Many hugs to you :hug: :hug: You sound so very sad and depressed. You have had a terrible upheaval in your life and trying to come to terms with having so many chronic illnesses is very difficult. No wonder you feel fed up :hugbetter:

I think all of us who struggle with these blasted diseases and the never ending saga of trying and testing medications can understand how you feel. Of course it must be extra worrying for you knowing the bad reaction you had with some of the drugs you have tried. Its always a worry trying different medications but it must scare the heck out of you :worried:

Your new doctor certainly doesnt sound like someone you would want to be around very much. When is your Rheumy appointment? You mentioned a couple of months? Is there any way you can badger them to get in sooner telling them how unwell you feel?

I would also ask your doctor for a referral to a psychiatrist as well. It sounds like you may need to change your anti depressant and a psychiatrist will be the one with the specialist knowledge to help try and find one which suits you. Also I think its important that you get some space to talk about how your illnesses are impacting on you and your quality of life. Depression can be a part of Lupus itself or, indeed, a reaction to it. Whichever comes first it really doesnt matter because whats important is that you have someone you can talk to about how you are feeling and who can help you. I see from your last post that you had to give up your home and move back with your mum because you couldnt afford to stay in your house. That is such a massive upheaval and adjustment to make.

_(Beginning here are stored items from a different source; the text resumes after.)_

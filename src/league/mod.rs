// League state: the team registry, the conference/division structure, and
// the shared-fixture schedule, assembled from loaded CSV records.
//
// This module owns state only. The simulation engines under `crate::sim`
// are the writers of results and ratings; everything here either builds
// the initial state or answers queries about it.

pub mod game;
pub mod loader;
pub mod schedule;
pub mod team;

use std::collections::{BTreeMap, HashMap};

use tracing::warn;

use crate::league::game::Game;
use crate::league::loader::{CellRecord, LoadError, ScheduleRowRecord, TeamRecord};
use crate::league::schedule::Schedule;
use crate::league::team::{City, Team, TeamId};

// ---------------------------------------------------------------------------
// Input validation errors
// ---------------------------------------------------------------------------

/// Errors for user-facing operations (manual result entry, run counts).
/// Every variant aborts the operation with no state mutated.
#[derive(Debug, thiserror::Error)]
pub enum InputError {
    #[error("invalid score `{0}`, expected `homeScore-awayScore`")]
    MalformedScore(String),

    #[error("invalid week `{0}`, expected a 0-based week index")]
    MalformedWeek(String),

    #[error("unknown team abbreviation `{0}`")]
    UnknownTeam(String),

    #[error("week {week} out of range, schedule has {weeks} weeks")]
    WeekOutOfRange { week: usize, weeks: usize },

    #[error("week {0} is a bye week, there is no result to enter")]
    ByeWeekResult(usize),

    #[error("invalid season count `{0}`")]
    InvalidSeasonCount(String),
}

// ---------------------------------------------------------------------------
// League
// ---------------------------------------------------------------------------

/// Conference name → division name → teams in file order.
pub type LeagueStructure = BTreeMap<String, BTreeMap<String, Vec<TeamId>>>;

#[derive(Debug, Clone)]
pub struct League {
    /// Teams indexed by `TeamId`.
    pub teams: Vec<Team>,
    pub structure: LeagueStructure,
    pub schedule: Schedule,
    by_abbreviation: HashMap<String, TeamId>,
}

impl League {
    /// Assemble a league from loaded team and schedule records.
    ///
    /// Builds the registry and conference structure, then materializes the
    /// schedule row by row. Each matchup cell is deduplicated against the
    /// opposing team's already-materialized row: if the opponent's row
    /// covers the week it already owns the shared fixture, otherwise a new
    /// one enters the arena. Completed cells carry their scores and are
    /// flagged `user_set`; rating and win-count effects are applied later
    /// by the result processor's replay.
    pub fn from_records(
        team_records: Vec<TeamRecord>,
        schedule_rows: Vec<ScheduleRowRecord>,
    ) -> Result<League, LoadError> {
        let mut teams = Vec::with_capacity(team_records.len());
        let mut by_abbreviation = HashMap::new();
        let mut structure: LeagueStructure = BTreeMap::new();

        for (id, rec) in team_records.into_iter().enumerate() {
            if by_abbreviation.insert(rec.abbreviation.clone(), id).is_some() {
                return Err(LoadError::DuplicateAbbreviation(rec.abbreviation));
            }
            structure
                .entry(rec.conference.clone())
                .or_default()
                .entry(rec.division.clone())
                .or_default()
                .push(id);
            teams.push(Team::new(
                id,
                rec.name,
                rec.abbreviation,
                rec.color,
                rec.elo,
                City::new(rec.city, rec.latitude, rec.longitude),
            ));
        }

        let by_name: HashMap<String, TeamId> =
            teams.iter().map(|t| (t.name.clone(), t.id)).collect();

        let mut schedule = Schedule::new();
        schedule.reserve_rows(teams.len());

        let expected_weeks = schedule_rows.first().map(|r| r.cells.len()).unwrap_or(0);
        let mut seen_rows = vec![false; teams.len()];

        for row_rec in &schedule_rows {
            let team_id = *by_name
                .get(&row_rec.team_name)
                .ok_or_else(|| LoadError::UnknownScheduleTeam(row_rec.team_name.clone()))?;
            if seen_rows[team_id] {
                return Err(LoadError::Validation(format!(
                    "duplicate schedule row for `{}`",
                    row_rec.team_name
                )));
            }
            seen_rows[team_id] = true;
            if row_rec.cells.len() != expected_weeks {
                return Err(LoadError::RaggedSchedule {
                    team: row_rec.team_name.clone(),
                    expected: expected_weeks,
                    found: row_rec.cells.len(),
                });
            }

            let mut row = Vec::with_capacity(expected_weeks);
            for (week, cell) in row_rec.cells.iter().enumerate() {
                let game_id = match cell {
                    CellRecord::Bye => schedule.insert_game(Game::bye(team_id, week)),
                    CellRecord::Matchup {
                        opponent,
                        row_team_away,
                        complete,
                        home_score,
                        away_score,
                    } => {
                        let opponent_id = *by_abbreviation.get(opponent).ok_or_else(|| {
                            LoadError::UnknownOpponent {
                                team: row_rec.team_name.clone(),
                                week,
                                opponent: opponent.clone(),
                            }
                        })?;
                        let (home, away) = if *row_team_away {
                            (opponent_id, team_id)
                        } else {
                            (team_id, opponent_id)
                        };

                        // The opponent's row, if already materialized, owns
                        // the shared fixture for this week.
                        if let Some(existing_id) = schedule.game_at(opponent_id, week) {
                            let existing = schedule.game(existing_id);
                            if existing.is_bye || existing.home != home || existing.away != away
                            {
                                return Err(LoadError::MismatchedFixture {
                                    team: row_rec.team_name.clone(),
                                    opponent: opponent.clone(),
                                    week,
                                });
                            }
                            existing_id
                        } else {
                            let mut game = Game::scheduled(home, away, week);
                            let decided = *complete && (*home_score != 0 || *away_score != 0);
                            if *complete && !decided {
                                warn!(
                                    "completed 0-0 cell for `{}` week {} loaded as not played",
                                    row_rec.team_name, week
                                );
                            }
                            if decided {
                                game.home_score = *home_score;
                                game.away_score = *away_score;
                                game.is_complete = true;
                                game.user_set = true;
                            }
                            schedule.insert_game(game)
                        }
                    }
                };
                row.push(game_id);
            }
            schedule.set_row(team_id, row);
        }

        for (id, seen) in seen_rows.iter().enumerate() {
            if !seen {
                return Err(LoadError::MissingScheduleRow(teams[id].name.clone()));
            }
        }

        Ok(League {
            teams,
            structure,
            schedule,
            by_abbreviation,
        })
    }

    pub fn num_teams(&self) -> usize {
        self.teams.len()
    }

    pub fn team(&self, id: TeamId) -> &Team {
        &self.teams[id]
    }

    pub fn team_mut(&mut self, id: TeamId) -> &mut Team {
        &mut self.teams[id]
    }

    pub fn team_by_abbreviation(&self, abbreviation: &str) -> Option<TeamId> {
        self.by_abbreviation.get(abbreviation).copied()
    }

    /// All teams of one conference, in division order.
    pub fn conference_teams(&self, conference: &str) -> Vec<TeamId> {
        self.structure
            .get(conference)
            .map(|divisions| divisions.values().flatten().copied().collect())
            .unwrap_or_default()
    }

    /// Disjoint mutable borrows of the team registry and the schedule, for
    /// the result processor which writes both.
    pub fn parts_mut(&mut self) -> (&mut [Team], &mut Schedule) {
        (&mut self.teams, &mut self.schedule)
    }
}

// ---------------------------------------------------------------------------
// Tests
// ---------------------------------------------------------------------------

Please try and get some help for the way your are feeling Buffster. Its amazing how those kind of supports can help one cope in such difficult situations. The Forum is always here for you but it cant replace proper care if you are seriously depressed.

As far as the drugs are concerned, Maia mentioned Quinicrine as an alternative to Plaquenil. In the UK its known as Mepacrine but has to be got from a compounding pharmacy. Ask your Rheumy about it. It has fewer side effects than Plaquenil and although its effects are best where the skin is affected, it also improves fatigue and helps with arthritis-arthalgias. Given the fact that you cant take Plaquenil I would think you have a very good case for trying this drug. It seems like you need to have a very frank discussion of your options with your Rheumy at your next appointment. Dont be afraid to ask up front what options are available to you and you can always come back here and talk them through with others as well.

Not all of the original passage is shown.